BEGIN Material shown

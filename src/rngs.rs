// Copyright 2025 N. Dornseif
//
// Dual-licensed under Apache 2.0 and MIT terms.

//! Implementation of various rngs used as test subjects.
//! All implement the RNG interface and are wrapped into generator
//! descriptors by `generator::NativeGenerator`.

use rand::{RngCore, SeedableRng};

/// General trait for PRNGs
pub trait RNG: Send {
    /// Initialize with specified seed.
    fn new(seed: u64) -> Self
    where
        Self: Sized;
    /// Generate u32 and advance the state one step.
    fn next_u32(&mut self) -> u32;
    /// Generate u64 and advance the state one step.
    /// For generators that dont support full u64 might advance
    /// state more than one step.
    fn next(&mut self) -> u64;
    /// Advance the generator state by the specified amount of steps.
    /// For generators that dont support seek this takes a similar
    /// amount of time to generating (delta) outputs.
    fn advance(&mut self, delta: usize) {
        for _ in 0..delta {
            let _ = self.next();
        }
    }
    /// Reset to inital state, equivalent to repalcing with ::new(seed).
    fn reseed(&mut self, seed: u64);
}

/// ChaCha based generator from the rand crate.
/// Serves as the cryptographically strong reference stream.
pub struct ReferenceRand {
    rng: rand::rngs::StdRng,
}

impl RNG for ReferenceRand {
    fn new(seed: u64) -> Self {
        ReferenceRand {
            rng: rand::rngs::StdRng::seed_from_u64(seed),
        }
    }

    fn next_u32(&mut self) -> u32 {
        self.rng.next_u32()
    }

    fn next(&mut self) -> u64 {
        self.rng.next_u64()
    }

    fn reseed(&mut self, seed: u64) {
        self.rng = rand::rngs::StdRng::seed_from_u64(seed);
    }
}

/// Steam cipher based, add–rotate–XOR PRNG with non linear step.
/// Allows seeking to any position in the output stream.
pub mod stream_nlarx {
    use super::RNG;
    const INITIAL_STATE: u64 = 0;
    const N_ROUNDS: usize = 6;

    #[derive(Debug, Copy, Clone)]
    pub struct StreamNLARXu128 {
        state: u128,
    }

    fn mix_u128(in_state: u128) -> u128 {
        let mut out_state = in_state;
        for _ in 0..N_ROUNDS {
            out_state = out_state.swap_bytes();
            out_state ^= out_state.rotate_left(17);
            if out_state & 1 != 0 {
                out_state = out_state.wrapping_add(out_state.rotate_left(23));
            } else {
                out_state = out_state.wrapping_add(out_state.rotate_left(41));
            }
            if out_state & 2 != 0 {
                out_state = out_state.wrapping_add(out_state.rotate_left(33));
            } else {
                out_state = out_state.wrapping_add(out_state.rotate_left(17));
            }
        }
        out_state
    }

    impl RNG for StreamNLARXu128 {
        fn new(seed: u64) -> StreamNLARXu128 {
            StreamNLARXu128 {
                state: (seed as u128) << 64 | INITIAL_STATE as u128,
            }
        }
        fn advance(&mut self, delta: usize) {
            self.state = (self.state & 0xffffffffffffffff0000000000000000)
                | (self.state.wrapping_add(delta as u128) & 0x0000000000000000ffffffffffffffff);
        }
        fn next(&mut self) -> u64 {
            self.advance(1);
            mix_u128(self.state) as u64
        }

        fn next_u32(&mut self) -> u32 {
            self.advance(1);
            mix_u128(self.state) as u32
        }

        fn reseed(&mut self, seed: u64) {
            self.state = (seed as u128) << 64 | INITIAL_STATE as u128;
        }
    }
    impl StreamNLARXu128 {
        pub fn seek(&mut self, counter: u64) {
            self.state = (self.state & 0xffffffffffffffff0000000000000000) | counter as u128;
        }

        /// Checks that seeking and stepping agree on the output stream.
        pub fn self_test() -> bool {
            let mut stepped = StreamNLARXu128::new(0x1234_5678_9abc_def0);
            let mut seeked = stepped;
            for _ in 0..1000 {
                let _ = stepped.next();
            }
            seeked.seek(999);
            let ok_seek = stepped.next() == seeked.next();
            let mut advanced = StreamNLARXu128::new(0x1234_5678_9abc_def0);
            advanced.advance(1000);
            ok_seek && advanced.next() == stepped.next()
        }
    }
}

// Xorshift PRNGs
pub mod xorshift {
    use super::RNG;
    /// Used instead of an all-zero state, which is a fixed point.
    const ZERO_SEED_REPLACEMENT: u64 = 0x9e3779b97f4a7c15;

    #[derive(Debug, Copy, Clone)]
    pub struct XORShift128 {
        state: [u32; 4],
    }

    fn seed_state(seed: u64) -> [u32; 4] {
        let seed = if seed == 0 {
            ZERO_SEED_REPLACEMENT
        } else {
            seed
        };
        [
            seed as u32,
            (seed >> 32) as u32,
            seed as u32,
            (seed >> 32) as u32,
        ]
    }

    impl RNG for XORShift128 {
        fn new(seed: u64) -> Self {
            XORShift128 {
                state: seed_state(seed),
            }
        }

        fn next_u32(&mut self) -> u32 {
            let mut t: u32 = self.state[3];
            let s: u32 = self.state[0];
            self.state[3] = self.state[2];
            self.state[2] = self.state[1];
            self.state[1] = s;
            t ^= t << 11;
            t ^= t >> 8;
            self.state[0] = t ^ s ^ (s >> 19);
            self.state[0]
        }

        fn next(&mut self) -> u64 {
            let a: u64 = self.next_u32() as u64;
            let b: u64 = self.next_u32() as u64;
            (a << 32) | b
        }

        fn advance(&mut self, delta: usize) {
            for _ in 0..delta {
                let _ = self.next_u32();
            }
        }

        fn reseed(&mut self, seed: u64) {
            self.state = seed_state(seed);
        }
    }
}

// Linear congruential generators
pub mod lcg {
    use super::RNG;
    /// Ill concieved early LCG, that fails the spectral test badly.
    /// Only has output space of 0-2**31-1.
    /// The .next() method uses three RANDU calls to fill the 64 bit output space,
    /// The .next_u32() method uses two RANDU calls.
    /// the .next_small() method returns the reduced original output space.
    #[derive(Debug, Copy, Clone)]
    pub struct Randu {
        state: u32,
    }

    impl RNG for Randu {
        fn new(seed: u64) -> Self {
            // RANDU requires an odd state.
            Randu {
                state: (seed as u32 | 1) & 0x7fffffff,
            }
        }

        fn next_u32(&mut self) -> u32 {
            let a: u32 = self.next_small();
            let b: u32 = self.next_small();
            a << 15 | (b & 0xffff)
        }

        fn next(&mut self) -> u64 {
            let a: u64 = self.next_small() as u64;
            let b: u64 = self.next_small() as u64;
            let c: u64 = self.next_small() as u64;
            (a << 42) | ((b & 0x3fffff) << 20) | (c & 0xfffff)
        }

        fn advance(&mut self, delta: usize) {
            for _ in 0..delta {
                let _ = self.next_small();
            }
        }

        fn reseed(&mut self, seed: u64) {
            *self = Randu::new(seed);
        }
    }
    impl Randu {
        /// Generate a number in the original reduced output space of 0 to 2**31 - 1.
        fn next_small(&mut self) -> u32 {
            self.state = self.state.wrapping_mul(65539) & 0x7fffffff;
            self.state
        }
    }

    /// Marsaglia's 32 bit LCG with multiplier 69069.
    /// Fails birthday spacings and Hamming weight tests quickly.
    #[derive(Debug, Copy, Clone)]
    pub struct Lcg69069 {
        state: u32,
    }

    impl RNG for Lcg69069 {
        fn new(seed: u64) -> Self {
            Lcg69069 {
                state: (seed ^ (seed >> 32)) as u32,
            }
        }

        fn next_u32(&mut self) -> u32 {
            self.state = self.state.wrapping_mul(69069).wrapping_add(12345);
            self.state
        }

        fn next(&mut self) -> u64 {
            let a: u64 = self.next_u32() as u64;
            let b: u64 = self.next_u32() as u64;
            (a << 32) | b
        }

        fn reseed(&mut self, seed: u64) {
            *self = Lcg69069::new(seed);
        }
    }

    /// Originaly designed by Donald Knuth
    #[derive(Debug, Copy, Clone)]
    pub struct Mmix {
        state: u64,
    }

    impl RNG for Mmix {
        fn new(seed: u64) -> Self {
            Mmix { state: seed }
        }

        fn next_u32(&mut self) -> u32 {
            (self.next() >> 32) as u32
        }

        fn next(&mut self) -> u64 {
            self.state = self.state.wrapping_mul(0x5851f42d4c957f2d);
            self.state = self.state.wrapping_add(0x14057b7ef767814f);
            self.state
        }

        fn reseed(&mut self, seed: u64) {
            self.state = seed;
        }
    }

    #[derive(Debug, Copy, Clone)]
    pub struct Lehmer64 {
        state: u128,
    }
    impl RNG for Lehmer64 {
        fn new(seed: u64) -> Self {
            // The state must stay odd for a multiplicative generator.
            Lehmer64 {
                state: (seed as u128) << 64 | seed as u128 | 1,
            }
        }

        fn next_u32(&mut self) -> u32 {
            (self.next() >> 32) as u32
        }

        fn next(&mut self) -> u64 {
            self.state = self.state.wrapping_mul(0xda942042e4dd58b5);
            (self.state >> 64) as u64
        }

        fn reseed(&mut self, seed: u64) {
            *self = Lehmer64::new(seed);
        }
    }
}

/// Degenerate generators for checking that tests actually fail.
pub mod testgens {
    use super::RNG;

    pub struct OnlyOne {}
    impl RNG for OnlyOne {
        fn new(_seed: u64) -> Self {
            OnlyOne {}
        }

        fn next_u32(&mut self) -> u32 {
            u32::MAX
        }

        fn next(&mut self) -> u64 {
            u64::MAX
        }

        fn advance(&mut self, _delta: usize) {}

        fn reseed(&mut self, _seed: u64) {}
    }

    pub struct OnlyZero {}
    impl RNG for OnlyZero {
        fn new(_seed: u64) -> Self {
            OnlyZero {}
        }

        fn next_u32(&mut self) -> u32 {
            0
        }

        fn next(&mut self) -> u64 {
            0
        }

        fn advance(&mut self, _delta: usize) {}

        fn reseed(&mut self, _seed: u64) {}
    }

    pub struct AlternatingBlocks {
        state: u64,
    }
    impl RNG for AlternatingBlocks {
        fn new(_seed: u64) -> Self {
            AlternatingBlocks { state: 0 }
        }

        fn next_u32(&mut self) -> u32 {
            self.next() as u32
        }

        fn next(&mut self) -> u64 {
            self.advance(1);
            self.state
        }

        fn advance(&mut self, delta: usize) {
            if delta & 1 == 1 {
                self.state = !self.state;
            }
        }

        fn reseed(&mut self, _seed: u64) {}
    }

    pub struct AlternatingBytes {}
    impl RNG for AlternatingBytes {
        fn new(_seed: u64) -> Self {
            AlternatingBytes {}
        }

        fn next_u32(&mut self) -> u32 {
            0xff00ff00
        }

        fn next(&mut self) -> u64 {
            0xff00ff00ff00ff00
        }

        fn advance(&mut self, _delta: usize) {}

        fn reseed(&mut self, _seed: u64) {}
    }
}

#[cfg(test)]
mod tests {
    use super::*;

    #[test]
    fn reseed_restarts_the_stream() {
        let mut r = xorshift::XORShift128::new(42);
        let first: Vec<u64> = (0..8).map(|_| r.next()).collect();
        r.reseed(42);
        let second: Vec<u64> = (0..8).map(|_| r.next()).collect();
        assert_eq!(first, second);
    }

    #[test]
    fn xorshift_zero_seed_is_not_stuck() {
        let mut r = xorshift::XORShift128::new(0);
        assert!((0..16).any(|_| r.next() != 0));
    }

    #[test]
    fn stream_nlarx_seek_matches_stepping() {
        assert!(stream_nlarx::StreamNLARXu128::self_test());
    }

    #[test]
    fn randu_stays_in_31_bits() {
        let mut r = lcg::Randu::new(1);
        for _ in 0..1000 {
            let _ = r.next_u32();
        }
        assert!(r.next() != 0);
    }
}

END Material shown

Work required: Take the stretch of lines above from the one containing "state: (seed as u128) << 64 | INITIAL_STATE" through the one containing "let mut advanced" and repeat it exactly, adding no other line.

Problem solution:
                state: (seed as u128) << 64 | INITIAL_STATE as u128,
            }
        }
        fn advance(&mut self, delta: usize) {
            self.state = (self.state & 0xffffffffffffffff0000000000000000)
                | (self.state.wrapping_add(delta as u128) & 0x0000000000000000ffffffffffffffff);
        }
        fn next(&mut self) -> u64 {
            self.advance(1);
            mix_u128(self.state) as u64
        }

        fn next_u32(&mut self) -> u32 {
            self.advance(1);
            mix_u128(self.state) as u32
        }

        fn reseed(&mut self, seed: u64) {
            self.state = (seed as u128) << 64 | INITIAL_STATE as u128;
        }
    }
    impl StreamNLARXu128 {
        pub fn seek(&mut self, counter: u64) {
            self.state = (self.state & 0xffffffffffffffff0000000000000000) | counter as u128;
        }

        /// Checks that seeking and stepping agree on the output stream.
        pub fn self_test() -> bool {
            let mut stepped = StreamNLARXu128::new(0x1234_5678_9abc_def0);
            let mut seeked = stepped;
            for _ in 0..1000 {
                let _ = stepped.next();
            }
            seeked.seek(999);
            let ok_seek = stepped.next() == seeked.next();
            let mut advanced = StreamNLARXu128::new(0x1234_5678_9abc_def0);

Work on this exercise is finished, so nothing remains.